//! HMI side of the link
//!
//! Every exchange discards stale received bytes, sends one request and
//! waits a bounded time for the single reply byte. A missing reply is
//! reported as [`ClientError::NoResponse`]; the link itself is never
//! assumed to be reliable.

use doorlock_hal::Uart;
use doorlock_protocol::{clamp_timeout, Ack, Credential, Reply, Request, TimeoutValue};

use crate::fmt::Debug2Format;

// Reply wait per command, in milliseconds
pub const WAIT_QUERY_MS: u32 = 300;
pub const WAIT_GET_TIMEOUT_MS: u32 = 300;
pub const WAIT_VERIFY_MS: u32 = 400;
pub const WAIT_SET_CREDENTIAL_MS: u32 = 500;
pub const WAIT_SET_TIMEOUT_MS: u32 = 600;
pub const WAIT_RESET_MS: u32 = 500;
pub const WAIT_MOTION_MS: u32 = 3000;

/// Errors from a link exchange
#[derive(Debug, Clone, Copy, PartialEq, Eq)]
#[cfg_attr(feature = "defmt", derive(defmt::Format))]
pub enum ClientError {
    /// No reply within the wait bound
    NoResponse,
    /// Credential refused (`'N'`)
    Rejected,
    /// Request malformed, not persisted, or not carried out (`'E'`)
    Malformed,
    /// Reply byte that does not answer this request
    Unexpected(u8),
    /// Link driver error
    Link,
}

/// Typed requests to the Control node
pub struct ControlClient<L> {
    link: L,
}

impl<L: Uart> ControlClient<L> {
    /// Wrap a link
    pub fn new(link: L) -> Self {
        Self { link }
    }

    /// Borrow the link
    pub fn link(&self) -> &L {
        &self.link
    }

    /// Mutably borrow the link
    pub fn link_mut(&mut self) -> &mut L {
        &mut self.link
    }

    /// Ask whether a credential has been provisioned
    pub fn query_initialized(&mut self) -> Result<bool, ClientError> {
        let byte = self.exchange(&Request::QueryInitialized, WAIT_QUERY_MS)?;
        Reply::initialized_from_byte(byte).ok_or(ClientError::Unexpected(byte))
    }

    /// Check a credential
    pub fn verify(&mut self, credential: &Credential) -> Result<(), ClientError> {
        let byte = self.exchange(&Request::verify(credential), WAIT_VERIFY_MS)?;
        match Ack::from_byte(byte) {
            Some(Ack::Yes) => Ok(()),
            Some(Ack::No) => Err(ClientError::Rejected),
            _ => Err(ClientError::Unexpected(byte)),
        }
    }

    /// Provision or replace the credential
    pub fn set_credential(&mut self, credential: &Credential) -> Result<(), ClientError> {
        let byte = self.exchange(&Request::set_credential(credential), WAIT_SET_CREDENTIAL_MS)?;
        Self::expect_ok(byte)
    }

    /// Read the auto-relock timeout
    ///
    /// The value is clamped to the allowed range.
    pub fn get_timeout(&mut self) -> Result<u8, ClientError> {
        let byte = self.exchange(&Request::GetTimeout, WAIT_GET_TIMEOUT_MS)?;
        Ok(clamp_timeout(byte))
    }

    /// Change the timeout, authorized by `credential`
    pub fn set_timeout(&mut self, credential: &Credential, seconds: u8) -> Result<(), ClientError> {
        let request = Request::set_timeout(credential, seconds);
        let byte = self.exchange(&request, WAIT_SET_TIMEOUT_MS)?;
        Self::expect_ok(byte)
    }

    /// Change the timeout without a credential, as a single raw byte
    pub fn set_timeout_bare(&mut self, seconds: u8) -> Result<(), ClientError> {
        let request = Request::SetTimeoutBare(TimeoutValue::Raw(clamp_timeout(seconds)));
        let byte = self.exchange(&request, WAIT_SET_TIMEOUT_MS)?;
        Self::expect_ok(byte)
    }

    /// Erase the stored configuration
    pub fn reset(&mut self) -> Result<(), ClientError> {
        let byte = self.exchange(&Request::Reset, WAIT_RESET_MS)?;
        Self::expect_ok(byte)
    }

    /// Run the latch open
    ///
    /// Waits for the run to be acknowledged. A Control node that does not
    /// acknowledge motion stays silent, which is not an error.
    pub fn open(&mut self) -> Result<(), ClientError> {
        self.motion(&Request::Open)
    }

    /// Run the latch shut; see [`ControlClient::open`]
    pub fn lock(&mut self) -> Result<(), ClientError> {
        self.motion(&Request::Lock)
    }

    fn motion(&mut self, request: &Request) -> Result<(), ClientError> {
        self.send(request)?;
        match self.link.read_byte_timeout(WAIT_MOTION_MS).map_err(Self::link_error)? {
            None => Ok(()),
            Some(byte) => Self::expect_ok(byte),
        }
    }

    fn expect_ok(byte: u8) -> Result<(), ClientError> {
        match Ack::from_byte(byte) {
            Some(Ack::Ok) => Ok(()),
            Some(Ack::No) => Err(ClientError::Rejected),
            Some(Ack::Error) => Err(ClientError::Malformed),
            _ => Err(ClientError::Unexpected(byte)),
        }
    }

    fn send(&mut self, request: &Request) -> Result<(), ClientError> {
        let bytes = request.encode_to_vec().map_err(|_| ClientError::Link)?;

        let stale = self.link.discard_pending().map_err(Self::link_error)?;
        if stale > 0 {
            debug!("discarded {} stale bytes", stale);
        }

        self.link.write_blocking(&bytes).map_err(Self::link_error)?;
        self.link.flush().map_err(Self::link_error)
    }

    fn exchange(&mut self, request: &Request, wait_ms: u32) -> Result<u8, ClientError> {
        self.send(request)?;
        match self.link.read_byte_timeout(wait_ms).map_err(Self::link_error)? {
            Some(byte) => Ok(byte),
            None => {
                debug!("no reply to {:?} within {} ms", request.command(), wait_ms);
                Err(ClientError::NoResponse)
            }
        }
    }

    fn link_error(e: L::Error) -> ClientError {
        warn!("link error: {:?}", Debug2Format(&e));
        ClientError::Link
    }
}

***

Description of the task: Copy each line of the entries in which the string "that" is found.

Answer space:
    /// Reply byte that does not answer this request
    /// Waits for the run to be acknowledged. A Control node that does not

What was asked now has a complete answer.